會話快取用於儲存SSL會話,這些快取在工作程序間共享,可以使用ssl_session_cache指令進行配置。1M快取可以存放約4000個會話。預設的快取超時時間是5m,可以使用ssl_session_timeout加大它。
ssl_session_cache指令
語法:ssl_session_cache off|none|builtin:size|shared:name:size
使用環境:main,server
快取型別:
off -- 硬關閉,nginx明確告訴客戶端這個會話不可重用
none -- 軟關閉,nginx告訴客戶端會話能夠被重用,但是nginx實際上不會重用它們
bultin -- openssl內建快取,僅可用於一個工作程序.可能導致記憶體碎片
shared -- 所有工作程序的共享快取。(1)快取大小用位元組數指定(2)每個快取必須擁有自己的名稱(3)同名的快取可用於多個虛擬主機
#優化ssl服務
ssl_session_cache shared:wzy:10m;
#客戶端能夠重複使用儲存在快取中的會話引數時間
ssl_session_timeout 10m;
通訊shell指令碼生成證書:
#!/bin/sh
# create self-signed server certificate:
read -p "Enter your domain [www.example.com]: " DOMAIN
echo "Create server key..."
openssl genrsa -des3 -out $DOMAIN.key 1024
echo "Create server certificate signing request..."
SUBJECT="/C=US/ST=Mars/L=iTranswarp/O=iTranswarp/OU=iTranswarp/CN=$DOMAIN"
openssl req -new -subj $SUBJECT -key $DOMAIN.key -out $DOMAIN.csr
echo "Remove password..."
mv $DOMAIN.key $DOMAIN.origin.key
openssl rsa -in $DOMAIN.origin.key -out $DOMAIN.key
echo "Sign SSL certificate..."
openssl x509 -req -days 3650 -in $DOMAIN.csr -signkey $DOMAIN.key -out $DOMAIN.crt
echo "TODO:"
echo "Copy $DOMAIN.crt to /etc/nginx/ssl/$DOMAIN.crt"

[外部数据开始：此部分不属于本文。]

//! Type sniffing from leading magic bytes.
//!
//! Only the first [`SNIFF_LEN`] bytes are ever looked at. A buffer that
//! matches no signature is [`Sniffed::Unknown`], which is a normal answer and
//! not an error.

use std::fs::File;
use std::io::Read;
use std::path::Path;

use serde::{Deserialize, Serialize};

use crate::error::{CasketError, Result};
use crate::layout::file_extension;

/// Number of leading bytes inspected.
pub const SNIFF_LEN: usize = 512;

pub const OCTET_STREAM: &str = "application/octet-stream";
pub const TEXT_PLAIN: &str = "text/plain; charset=utf-8";

/// A recognized file type.
#[derive(Debug, Clone, Copy, PartialEq, Eq, Serialize)]
pub struct FileKind {
    pub extension: &'static str,
    pub mime: &'static str,
}

/// Outcome of sniffing a buffer.
#[derive(Debug, Clone, Copy, PartialEq, Eq)]
pub enum Sniffed {
    Known(FileKind),
    Unknown,
}

impl Sniffed {
    pub fn kind(&self) -> Option<FileKind> {
        match self {
            Sniffed::Known(kind) => Some(*kind),
            Sniffed::Unknown => None,
        }
    }

    pub fn is_known(&self) -> bool {
        matches!(self, Sniffed::Known(_))
    }
}

/// Whether ambiguous containers may borrow the uploaded file name's suffix.
///
/// Generic binary and zip content can't be told apart by magic bytes (docx,
/// apk and jar are all zip), so [`ExtensionPolicy::FilenameFallback`] trusts
/// the caller-supplied name. That name is user input; use
/// [`ExtensionPolicy::Strict`] when it must not decide the stored type.
#[derive(Debug, Clone, Copy, Default, PartialEq, Eq, Serialize, Deserialize)]
#[serde(rename_all = "snake_case")]
pub enum ExtensionPolicy {
    #[default]
    FilenameFallback,
    Strict,
}

const fn kind(extension: &'static str, mime: &'static str) -> Option<FileKind> {
    Some(FileKind { extension, mime })
}

fn match_signature(head: &[u8]) -> Option<FileKind> {
    match head {
        [0xFF, 0xD8, 0xFF, ..] => kind("jpg", "image/jpeg"),
        [0x89, b'P', b'N', b'G', 0x0D, 0x0A, 0x1A, 0x0A, ..] => kind("png", "image/png"),
        [b'G', b'I', b'F', b'8', b'7' | b'9', b'a', ..] => kind("gif", "image/gif"),
        [b'R', b'I', b'F', b'F', _, _, _, _, b'W', b'E', b'B', b'P', ..] => {
            kind("webp", "image/webp")
        }
        [b'R', b'I', b'F', b'F', _, _, _, _, b'W', b'A', b'V', b'E', ..] => {
            kind("wav", "audio/x-wav")
        }
        [b'I', b'I', 0x2A, 0x00, ..] | [b'M', b'M', 0x00, 0x2A, ..] => kind("tif", "image/tiff"),
        [_, _, _, _, b'f', b't', b'y', b'p', ..] => kind("mp4", "video/mp4"),
        [0x00, 0x00, 0x01, 0x00, ..] => kind("ico", "image/vnd.microsoft.icon"),
        [b'8', b'B', b'P', b'S', ..] => kind("psd", "image/vnd.adobe.photoshop"),
        [b'B', b'M', ..] => kind("bmp", "image/bmp"),
        [b'%', b'P', b'D', b'F', ..] => kind("pdf", "application/pdf"),
        [b'P', b'K', 0x03, 0x04, ..] | [b'P', b'K', 0x05, 0x06, ..] | [b'P', b'K', 0x07, 0x08, ..] => {
            kind("zip", "application/zip")
        }
        [0x1F, 0x8B, 0x08, ..] => kind("gz", "application/gzip"),
        [b'B', b'Z', b'h', ..] => kind("bz2", "application/x-bzip2"),
        [0xFD, b'7', b'z', b'X', b'Z', 0x00, ..] => kind("xz", "application/x-xz"),
        [b'7', b'z', 0xBC, 0xAF, 0x27, 0x1C, ..] => kind("7z", "application/x-7z-compressed"),
        [b'R', b'a', b'r', b'!', 0x1A, 0x07, ..] => kind("rar", "application/vnd.rar"),
        [b'S', b'Q', b'L', b'i', b't', b'e', b' ', b'f', b'o', b'r', b'm', b'a', b't', b' ', b'3', 0x00, ..] => {
            kind("sqlite", "application/vnd.sqlite3")
        }
        [0x00, b'a', b's', b'm', ..] => kind("wasm", "application/wasm"),
        [0x7F, b'E', b'L', b'F', ..] => kind("elf", "application/x-executable"),
        [b'I', b'D', b'3', ..] | [0xFF, 0xFB | 0xF3 | 0xF2, ..] => kind("mp3", "audio/mpeg"),
        [b'O', b'g', b'g', b'S', ..] => kind("ogg", "audio/ogg"),
        [b'f', b'L', b'a', b'C', ..] => kind("flac", "audio/x-flac"),
        [b'M', b'T', b'h', b'd', ..] => kind("mid", "audio/midi"),
        [0x1A, 0x45, 0xDF, 0xA3, ..] => {
            if contains(head, b"webm") {
                kind("webm", "video/webm")
            } else {
                kind("mkv", "video/x-matroska")
            }
        }
        _ if head.get(257..262) == Some(&b"ustar"[..]) => kind("tar", "application/x-tar"),
        _ => None,
    }
}

fn contains(haystack: &[u8], needle: &[u8]) -> bool {
    haystack.windows(needle.len()).any(|w| w == needle)
}

/// Classify a buffer by its leading bytes.
pub fn sniff(head: &[u8]) -> Sniffed {
    let head = &head[..head.len().min(SNIFF_LEN)];
    match match_signature(head) {
        Some(kind) => Sniffed::Known(kind),
        None => Sniffed::Unknown,
    }
}

/// Read up to [`SNIFF_LEN`] bytes of a file and classify them.
pub fn sniff_file(path: impl AsRef<Path>) -> Result<Sniffed> {
    let path = path.as_ref();
    let head = read_head(path)?;
    Ok(sniff(&head))
}

fn read_head(path: &Path) -> Result<Vec<u8>> {
    let file = File::open(path).map_err(|e| CasketError::io("sniff", path, e))?;
    let mut head = Vec::with_capacity(SNIFF_LEN);
    file.take(SNIFF_LEN as u64)
        .read_to_end(&mut head)
        .map_err(|e| CasketError::io("sniff", path, e))?;
    Ok(head)
}

/// MIME type for a buffer, falling back to text or generic binary.
pub fn content_type(head: &[u8]) -> &'static str {
    let head = &head[..head.len().min(SNIFF_LEN)];
    if let Some(kind) = match_signature(head) {
        return kind.mime;
    }
    if looks_like_text(head) {
        TEXT_PLAIN
    } else {
        OCTET_STREAM
    }
}

fn looks_like_text(head: &[u8]) -> bool {
    let valid = match std::str::from_utf8(head) {
        Ok(_) => true,
        // A multi-byte char cut off by the sniff window is still text.
        Err(e) => e.error_len().is_none(),
    };
    valid
        && head
            .iter()
            .all(|&b| !b.is_ascii_control() || matches!(b, b'\t' | b'\n' | b'\r' | 0x0C))
}

/// Pick a storage extension for an upload from its content and name.
///
/// Only a small allow-list of types is accepted. Returns `None` when the
/// type is not on the list, or when the content is ambiguous and `policy`
/// forbids trusting the file name.
pub fn upload_extension(head: &[u8], filename: &str, policy: ExtensionPolicy) -> Option<String> {
    let mime = content_type(head);
    match mime {
        "image/jpeg" => Some("jpeg".to_string()),
        "image/png" => Some("png".to_string()),
        "image/gif" => Some("gif".to_string()),
        "application/pdf" => Some("pdf".to_string()),
        OCTET_STREAM | "application/zip" => match policy {
            ExtensionPolicy::FilenameFallback => {
                let ext = file_extension(filename);
                if ext.is_empty() {
                    None
                } else {
                    tracing::debug!(filename, mime, ext, "Extension taken from file name");
                    Some(ext.to_string())
                }
            }
            ExtensionPolicy::Strict => {
                tracing::warn!(filename, mime, "Ambiguous upload type rejected");
                None
            }
        },
        _ => None,
    }
}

echo "Copy $DOMAIN.key to /etc/nginx/ssl/$DOMAIN.key"
echo "Add configuration in nginx:"
echo "server {"
echo " ..."
echo " listen 443 ssl;"
echo " ssl_certificate /etc/nginx/ssl/$DOMAIN.crt;"
echo " ssl_certificate_key /etc/nginx/ssl/$DOMAIN.key;"
echo "}"
在當前目錄下會創建出4個檔案:
- www.test.com.crt:自簽名的證書
- www.test.com.csr:證書的請求
- www.test.com.key:不帶口令的Key
- www.test.com.origin.key:帶口令的Key
Web伺服器需要把www.test.com.crt
發給瀏覽器驗證,然後用www.test.com.key
解密瀏覽器傳送的資料,剩下兩個檔案不需要上傳到Web伺服器上。